Identifier. The unique name(ID) of the InvolvedEntity. Format: projects/{project}/locations/{location}/instances/{instance}/cases/{case}/caseAlerts/{caseAlert}/involvedEntities/{involvedEntity}
id

string (int64 format)

Required. Immutable. The id of the entity.
type

string

Required. Immutable. The type of the entity. Could be: HOSTNAME, USB, PROCESS, ADDRESS, …
threatSource

string

Optional. Threat source of the entity.
operatingSystem

string

Optional. Operating system related to the entity.
networkTitle

string

Optional. Network name related to the entity.
environment

string

Output only. Immutable. The environment the entity belongs to. Derived from the case and alert.
additionalProperties

string

Optional. Stores additional properties, as a JSON format.
sourceSystemUri

string

Optional. Output only. Immutable.

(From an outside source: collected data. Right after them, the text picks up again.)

use thiserror::Error;

/// Errors raised while constructing catalog values.
#[derive(Debug, Clone, PartialEq, Eq, Error)]
pub enum ModelError {
    /// Item identifiers must contain at least one non-whitespace character.
    #[error("item id must not be empty (got {0:?})")]
    EmptyItemId(String),

    /// Two items in one catalog share an identifier.
    #[error("duplicate item id: {0}")]
    DuplicateItemId(String),

    /// Category name outside the closed category set.
    #[error("unknown category: {0}")]
    UnknownCategory(String),
}

pub type Result<T> = std::result::Result<T, ModelError>;
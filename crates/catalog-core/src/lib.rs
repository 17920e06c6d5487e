//! Catalog browser core.
//!
//! Holds the view/filter state machine and everything around it that is not
//! painting:
//!
//! - [`reduce`] / [`ViewController`]: the session state machine
//! - [`Router`]: keeps a [`History`] of URL fragments in step with the view
//! - [`RenderPlan`]: what a [`Renderer`] paints for one frame
//! - [`Browser`]: the event loop that wires a [`DataSource`] to all of the above
//!
//! # Example
//!
//! ```
//! use catalog_core::{Browser, MemoryHistory, RecordingRenderer, StaticSource};
//! use catalog_model::{Category, Item, ViewTarget};
//!
//! let items = vec![Item::new("salto", Category::Nature, "Laja Falls").unwrap()];
//! let mut browser = Browser::new(
//!     StaticSource::items(items),
//!     RecordingRenderer::new(),
//!     MemoryHistory::starting_at("#dest/salto"),
//! );
//!
//! let runtime = tokio::runtime::Builder::new_current_thread().build().unwrap();
//! runtime.block_on(browser.start());
//!
//! let plan = browser.renderer().last_plan().unwrap();
//! assert!(matches!(plan.target, ViewTarget::Detail(_)));
//! ```

mod controller;
mod error;
mod fragment;
mod history;
mod message;
mod plan;
mod renderer;
mod router;
mod runtime;
mod source;
mod state;

// === Errors ===
pub use error::LoadError;

// === State Machine ===
pub use controller::{Effect, Transition, ViewController, reduce};
pub use message::Event;
pub use state::{Origin, Pending, Ready, Request, Session};

// === Routing ===
pub use fragment::{DETAIL_PREFIX, fragment_for, parse_fragment};
pub use history::{EntryState, History, MemoryHistory};
pub use router::Router;

// === Rendering ===
pub use plan::{Layout, MapMarker, RenderPlan};
pub use renderer::{Frame, RecordingRenderer, Renderer};

// === Runtime ===
pub use runtime::Browser;
pub use source::{DataSource, JsonFileSource, StaticSource};
//! Logging infrastructure using `tracing` and `tracing-subscriber`.
//!
//! All crates of the browser log through `tracing`; this module installs the
//! subscriber for the terminal host.
//!
//! # Log Levels
//!
//! - `error`: Output could not be written
//! - `warn`: Failed loads, unknown destinations, rejected settings files
//! - `info`: Startup, load completion, reloads
//! - `debug`: Every state transition and history change
//! - `trace`: Router echo handling
//!
//! # Usage
//!
//! ```no_run
//! use catalog_cli::logging::{LogConfig, LogFormat, init_logging};
//! use tracing::level_filters::LevelFilter;
//!
//! let config = LogConfig::default()
//!     .with_level(LevelFilter::DEBUG)
//!     .with_format(LogFormat::Compact);
//! init_logging(&config)?;
//! # Ok::<(), std::io::Error>(())
//! ```

use std::fs::OpenOptions;
use std::io::{self, Write};
use std::path::PathBuf;
use std::sync::{Arc, Mutex, MutexGuard};

use tracing::Subscriber;
use tracing::level_filters::LevelFilter;
use tracing_subscriber::{
    EnvFilter, Layer,
    fmt::{self, MakeWriter},
    layer::SubscriberExt,
    registry::LookupSpan,
    util::SubscriberInitExt,
};

/// Crates whose events follow the configured level; everything else stays at `warn`.
const OWN_CRATES: [&str; 4] = ["catalog_cli", "catalog_core", "catalog_ingest", "catalog_model"];

/// How the browser host logs. Built from the global CLI flags.
#[derive(Debug, Clone)]
pub struct LogConfig {
    /// Level for the browser's own crates.
    pub level_filter: LevelFilter,
    /// Let `RUST_LOG` override `level_filter`.
    pub use_env_filter: bool,
    /// Timestamps are only worth having in a log file.
    pub with_timestamps: bool,
    /// Print the module path of each event.
    pub with_target: bool,
    pub with_ansi: bool,
    pub format: LogFormat,
    /// Append to this file instead of writing to stderr.
    pub log_file: Option<PathBuf>,
}

/// `--log-format` choices.
#[derive(Debug, Clone, Copy, Default, PartialEq, Eq)]
pub enum LogFormat {
    #[default]
    Pretty,
    /// One line per event.
    Compact,
    /// One JSON object per event, for piping next to `--json` output.
    Json,
}

impl Default for LogConfig {
    fn default() -> Self {
        Self {
            level_filter: LevelFilter::WARN,
            use_env_filter: true,
            with_timestamps: false,
            with_target: false,
            with_ansi: true,
            format: LogFormat::default(),
            log_file: None,
        }
    }
}

impl LogConfig {
    #[must_use]
    pub fn with_level(mut self, level_filter: LevelFilter) -> Self {
        self.level_filter = level_filter;
        self
    }

    #[must_use]
    pub fn with_timestamps(mut self, enable: bool) -> Self {
        self.with_timestamps = enable;
        self
    }

    #[must_use]
    pub fn with_format(mut self, format: LogFormat) -> Self {
        self.format = format;
        self
    }

    #[must_use]
    pub fn with_log_file(mut self, path: Option<PathBuf>) -> Self {
        self.log_file = path;
        self
    }
}

/// Install the browser's subscriber: stderr, or the `--log-file` when one is set.
///
/// Call once, before the first event. A second call panics.
///
/// # Errors
///
/// Returns an error if the log file cannot be opened for appending.
pub fn init_logging(config: &LogConfig) -> io::Result<()> {
    let filter = build_env_filter(config);
    let registry = tracing_subscriber::registry().with(filter);
    if let Some(path) = &config.log_file {
        let file = OpenOptions::new().create(true).append(true).open(path)?;
        registry.with(event_layer(config, SharedFileWriter::new(file))).init();
    } else {
        registry.with(event_layer(config, io::stderr)).init();
    }
    Ok(())
}

/// The formatting layer for the configured format. ANSI colours never go into JSON.
fn event_layer<S, W>(config: &LogConfig, writer: W) -> Box<dyn Layer<S> + Send + Sync>
where
    S: Subscriber + for<'span> LookupSpan<'span>,
    W: for<'writer> MakeWriter<'writer> + Send + Sync + 'static,
{
    let layer = fmt::layer()
        .with_writer(writer)
        .with_target(config.with_target);
    let ansi = config.with_ansi;
    match (config.format, config.with_timestamps) {
        (LogFormat::Json, _) => layer.json().boxed(),
        (LogFormat::Compact, true) => layer.compact().with_ansi(ansi).boxed(),
        (LogFormat::Compact, false) => layer.compact().with_ansi(ansi).without_time().boxed(),
        (LogFormat::Pretty, true) => layer.with_ansi(ansi).boxed(),
        (LogFormat::Pretty, false) => layer.with_ansi(ansi).without_time().boxed(),
    }
}

/// Hands every logging thread a guard onto the one `--log-file` handle.
#[derive(Clone)]
struct SharedFileWriter {
    file: Arc<Mutex<std::fs::File>>,
}

impl SharedFileWriter {
    fn new(file: std::fs::File) -> Self {
        Self {
            file: Arc::new(Mutex::new(file)),
        }
    }
}

struct SharedFileGuard {
    file: Arc<Mutex<std::fs::File>>,
}

impl SharedFileGuard {
    fn lock(&self) -> io::Result<MutexGuard<'_, std::fs::File>> {
        self.file
            .lock()
            .map_err(|_| io::Error::other("log file lock poisoned"))
    }
}

impl Write for SharedFileGuard {
    fn write(&mut self, buf: &[u8]) -> io::Result<usize> {
        self.lock()?.write(buf)
    }

    fn flush(&mut self) -> io::Result<()> {
        self.lock()?.flush()
    }
}

impl<'a> MakeWriter<'a> for SharedFileWriter {
    type Writer = SharedFileGuard;

    fn make_writer(&'a self) -> Self::Writer {
        SharedFileGuard {
            file: Arc::clone(&self.file),
        }
    }
}

fn build_env_filter(config: &LogConfig) -> EnvFilter {
    let fallback = || EnvFilter::new(default_directives(config.level_filter));
    if config.use_env_filter {
        EnvFilter::try_from_default_env().unwrap_or_else(|_| fallback())
    } else {
        fallback()
    }
}

/// Filter directives: external crates at `warn`, ours at `level`.
fn default_directives(level: LevelFilter) -> String {
    let level = level.to_string().to_lowercase();
    let mut directives = vec!["warn".to_string()];
    directives.extend(OWN_CRATES.iter().map(|krate| format!("{krate}={level}")));
    directives.join(",")
}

Link to the source system.
entityUri

string

Optional. Output only. The full url of the entity, calculated using the sourceSystemUri and the entity data. Optional if the sourceSystemUri is not defined.
fields[]

object (ContextGroup)

Output only. A list of context group items, which are calculated based on the entity's properties.
alertIdentifier

string

Output only. The alert identifier of the alert that the involved entity is associated with.
caseId

integer

Output only. The id of the case that the involved entity is associated with.
identifier

string

Output only. The identifier name of the involved entity.
suspicious

boolean

Required. Describes if the entity is suspicious or not.
internal

boolean

Required. Indicates whether this entity is internal. This setting is configured in the application's settings, and any entity type can be designated as internal.
networkPriority

integer

Optional. Network priority of a related network.
attacker

boolean

Optional. Describes if the entity represents an attacker or not.
pivot

boolean

Optional. Describes if the entity is a pivot or not. A pivot entity is an entity which is common to two or more cases. In the case graph, it is connected to other entities by a dotted line.
manuallyCreated

boolean

Output only. Immutable. Describes if the entity was created by the system (as part of the ingestion flow), or manually by the user.
enriched

boolean

Output only. Indicates whether the entity has been enriched. An entity is enriched when an action adds information from an external system.
artifact

boolean

Output only. Describes if the entity is an artifact or not.
vulnerable

boolean

Output only. Describes if the entity is vulnerable or not.

ContextGroup

A group of context items.

JSON representation 
{
  "displayName": string,
  "items": [
    {
      object (ContextGroupItem)
    }
  ],
  "highlighted": boolean,
  "hidden": boolean
}
Fields
displayName

string

Output only. The name of the context group. Default context group is called "Default".
items[]

object (ContextGroupItem)

Output only. A list of items in the group.
highlighted

boolean

Output only. Is the context group highlighted.
hidden

boolean

Output only. Is the context group hidden.

ContextGroupItem

A single item in the context group.

JSON representation 
{
  "name": string,
  "originalName": string,
  "value": string
}
Fields
name

string

Output only. The name of the property
originalName

string

Output only. The original name of the property.
value

string

Output only. The property's value.

Methods

addProperty

 Add a property to an InvolvedEntity.

create

 Create an InvolvedEntity.

fetchCards

 Fetch invloved entities cards.

get

 Get an InvolvedEntity.

list

 Lists InvolvedEntities.

patch

 Update an InvolvedEntity.

updateProperty

 Update a property of an InvolvedEntity.